Полпреду президента в ЮФО Дмитрию Козаку пока так и не удалось подойти к решению проблем североосетинских беженцев с нужной стороны

       Политика России, поддерживающей правительство Эдуарда Кокойты в Южной Осетии, не могла не отразиться и на отношениях Цхинвали и Владикавказа. Южная Осетия сейчас ближе к Северной, чем когда-либо. Если раньше, после осетино-грузинского конфликта, южан в Северной Осетии недолюбливали — беженцы взвинтили цены на рынках, переполнили школы и детские сады, заняли рабочие места и вообще требовали к себе внимания,— то сейчас все изменилось. Похолодание в отношениях между Россией и Грузией существенно помогло Южной Осетии — теперь официальные лица в Москве заявляют о том, что если в мире признают Косово, то у России нет причин не признать Южную Осетию. Южане, в свою очередь, инициировали референдум, который состоится в ноябре и в очередной раз должен показать, что они не хотят жить с Грузией, а хотят жить с Россией и вообще намерены воссоединиться со своим братом — Северной Осетией.

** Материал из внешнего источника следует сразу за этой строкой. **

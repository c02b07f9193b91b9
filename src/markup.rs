//! Markup tree: the HTML-shaped form of a document.
//!
//! [`from_syntax`] lowers the syntax tree, keeping raw HTML from the markdown
//! as [`MarkupNode::Raw`]. [`reparse_raw`] then serializes the fragment and
//! runs it through html5ever (via `scraper`) so raw tags become real
//! elements. This is what lets an opening `<details>` in one HTML block and
//! its closing tag in another end up as a single element.

use crate::syntax::{Properties, SyntaxNode};
use scraper::{ElementRef, Html};
use std::fmt::Write as _;

/// Elements serialized without a closing tag.
const VOID_ELEMENTS: &[&str] = &[
    "area", "base", "br", "col", "embed", "hr", "img", "input", "link", "meta", "source",
    "track", "wbr",
];

/// Elements whose text children are written verbatim.
const RAW_TEXT_ELEMENTS: &[&str] = &["script", "style"];

#[derive(Debug, Clone, PartialEq)]
pub enum MarkupNode {
    Text(String),
    Element(Element),
    /// Unparsed HTML copied from the markdown source.
    Raw(String),
    Comment(String),
}

#[derive(Debug, Clone, PartialEq)]
pub struct Element {
    pub tag: String,
    pub properties: Properties,
    pub children: Vec<MarkupNode>,
    pub data: ElementData,
}

/// Annotations for the page renderer. Never serialized as attributes.
#[derive(Debug, Clone, Default, PartialEq)]
pub struct ElementData {
    /// "Edit this page" link target.
    pub edit_url: Option<String>,
    /// The renderer must not generate an `id` slug for this element.
    pub no_slug: bool,
}

impl Element {
    pub fn new(tag: &str, children: Vec<MarkupNode>) -> Self {
        Self {
            tag: tag.to_string(),
            properties: Properties::new(),
            children,
            data: ElementData::default(),
        }
    }

    pub fn with_property(mut self, name: &str, value: impl Into<String>) -> Self {
        self.properties.insert(name.to_string(), value.into());
        self
    }

    pub fn class(&self) -> Option<&str> {
        self.properties.get("class").map(String::as_str)
    }

    pub fn to_html(&self) -> String {
        let mut out = String::new();
        write_element(&mut out, self);
        out
    }
}

impl MarkupNode {
    pub fn text(value: impl Into<String>) -> Self {
        MarkupNode::Text(value.into())
    }

    pub fn as_element(&self) -> Option<&Element> {
        match self {
            MarkupNode::Element(element) => Some(element),
            _ => None,
        }
    }
}

/// Concatenated text of a node and its descendants.
pub fn text_content(node: &MarkupNode) -> String {
    match node {
        MarkupNode::Text(value) => value.clone(),
        MarkupNode::Element(element) => element.children.iter().map(text_content).collect(),
        MarkupNode::Raw(_) | MarkupNode::Comment(_) => String::new(),
    }
}

// ============================================================================
// Syntax tree → markup tree
// ============================================================================

/// Lower syntax nodes to markup nodes.
pub fn from_syntax(nodes: Vec<SyntaxNode>) -> Vec<MarkupNode> {
    nodes.into_iter().filter_map(lower).collect()
}

fn lower(node: SyntaxNode) -> Option<MarkupNode> {
    let element = match node {
        SyntaxNode::Text(value) => return Some(MarkupNode::Text(value)),
        SyntaxNode::Html(raw) => return Some(MarkupNode::Raw(raw)),
        SyntaxNode::Definition { .. } => return None,
        SyntaxNode::Heading { depth, children } => {
            Element::new(&format!("h{depth}"), from_syntax(children))
        }
        SyntaxNode::Link {
            url,
            title,
            children,
        } => {
            let link = Element::new("a", from_syntax(children)).with_property("href", url);
            if title.is_empty() {
                link
            } else {
                link.with_property("title", title)
            }
        }
        SyntaxNode::Code {
            lang,
            value,
            highlighted,
        } => {
            let children = match highlighted {
                Some(nodes) => from_syntax(nodes),
                None if value.is_empty() => Vec::new(),
                None => vec![MarkupNode::Text(format!("{value}\n"))],
            };
            let code = match lang {
                Some(lang) => Element::new("code", children).with_property("class", format!("language-{lang}")),
                None => Element::new("code", children),
            };
            Element::new("pre", vec![MarkupNode::Element(code)])
        }
        SyntaxNode::Element {
            tag,
            properties,
            children,
        } => Element {
            tag,
            properties,
            children: from_syntax(children),
            data: ElementData::default(),
        },
    };
    Some(MarkupNode::Element(element))
}

// ============================================================================
// Raw HTML
// ============================================================================

fn contains_raw(nodes: &[MarkupNode]) -> bool {
    nodes.iter().any(|node| match node {
        MarkupNode::Raw(_) => true,
        MarkupNode::Element(element) => contains_raw(&element.children),
        MarkupNode::Text(_) | MarkupNode::Comment(_) => false,
    })
}

/// Turn raw HTML into real markup nodes.
///
/// Fragments without raw nodes are returned as they are.
pub fn reparse_raw(nodes: Vec<MarkupNode>) -> Vec<MarkupNode> {
    if !contains_raw(&nodes) {
        return nodes;
    }
    parse_html(&to_html(&nodes))
}

/// Parse an HTML fragment in `<body>` context.
pub fn parse_html(html: &str) -> Vec<MarkupNode> {
    let fragment = Html::parse_fragment(html);
    convert_children(fragment.root_element())
}

fn convert_children(parent: ElementRef<'_>) -> Vec<MarkupNode> {
    let mut nodes = Vec::new();
    for child in parent.children() {
        if let Some(element) = ElementRef::wrap(child) {
            nodes.push(MarkupNode::Element(convert_element(element)));
        } else if let Some(text) = child.value().as_text() {
            nodes.push(MarkupNode::Text(String::from(&**text)));
        } else if let Some(comment) = child.value().as_comment() {
            nodes.push(MarkupNode::Comment(String::from(&**comment)));
        }
    }
    nodes
}

fn convert_element(element: ElementRef<'_>) -> Element {
    let value = element.value();
    Element {
        tag: value.name().to_string(),
        properties: value
            .attrs()
            .map(|(name, value)| (name.to_string(), value.to_string()))
            .collect(),
        children: convert_children(element),
        data: ElementData::default(),
    }
}

// ============================================================================
// Serialization
// ============================================================================

/// Serialize markup nodes to HTML.
pub fn to_html(nodes: &[MarkupNode]) -> String {
    let mut out = String::new();
    for node in nodes {
        write_node(&mut out, node, false);
    }
    out
}

fn write_node(out: &mut String, node: &MarkupNode, raw_text: bool) {
    match node {
        MarkupNode::Text(value) if raw_text => out.push_str(value),
        MarkupNode::Text(value) => out.push_str(&escape_text(value)),
        MarkupNode::Raw(raw) => out.push_str(raw),
        MarkupNode::Comment(comment) => {
            let _ = write!(out, "<!--{comment}-->");
        }
        MarkupNode::Element(element) => write_element(out, element),
    }
}

fn write_element(out: &mut String, element: &Element) {
    out.push('<');
    out.push_str(&element.tag);
    for (name, value) in &element.properties {
        let _ = write!(out, " {}=\"{}\"", name, escape_attribute(value));
    }
    out.push('>');
    if VOID_ELEMENTS.contains(&element.tag.as_str()) {
        return;
    }
    let raw_text = RAW_TEXT_ELEMENTS.contains(&element.tag.as_str());
    for child in &element.children {
        write_node(out, child, raw_text);
    }
    let _ = write!(out, "</{}>", element.tag);
}

fn escape_text(value: &str) -> String {
    value
        .replace('&', "&amp;")
        .replace('<', "&lt;")
        .replace('>', "&gt;")
}

fn escape_attribute(value: &str) -> String {
    value.replace('&', "&amp;").replace('"', "&quot;")
}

       Год назад глава Северной Осетии Таймураз Мамсуров, объявивший воссоединение Северной и Южной Осетии делом своей жизни, привез в Цхинвали, на 15-летний юбилей Южной Осетии, договор о сотрудничестве между двумя республиками, в котором впервые официально были закреплены намерения об объединении двух Осетий. "Цель договора — подвести нас к тому 'моменту икс', когда произойдет объединение двух Осетий,— сказал мне тогда спикер парламента Южной Осетии Знаур Гассиев.— Мы хотим туда, где вторая половина нашего народа. И мы хотим в то сильное государство, которое нас защитит" (см. "Власть" #38 за прошлый год).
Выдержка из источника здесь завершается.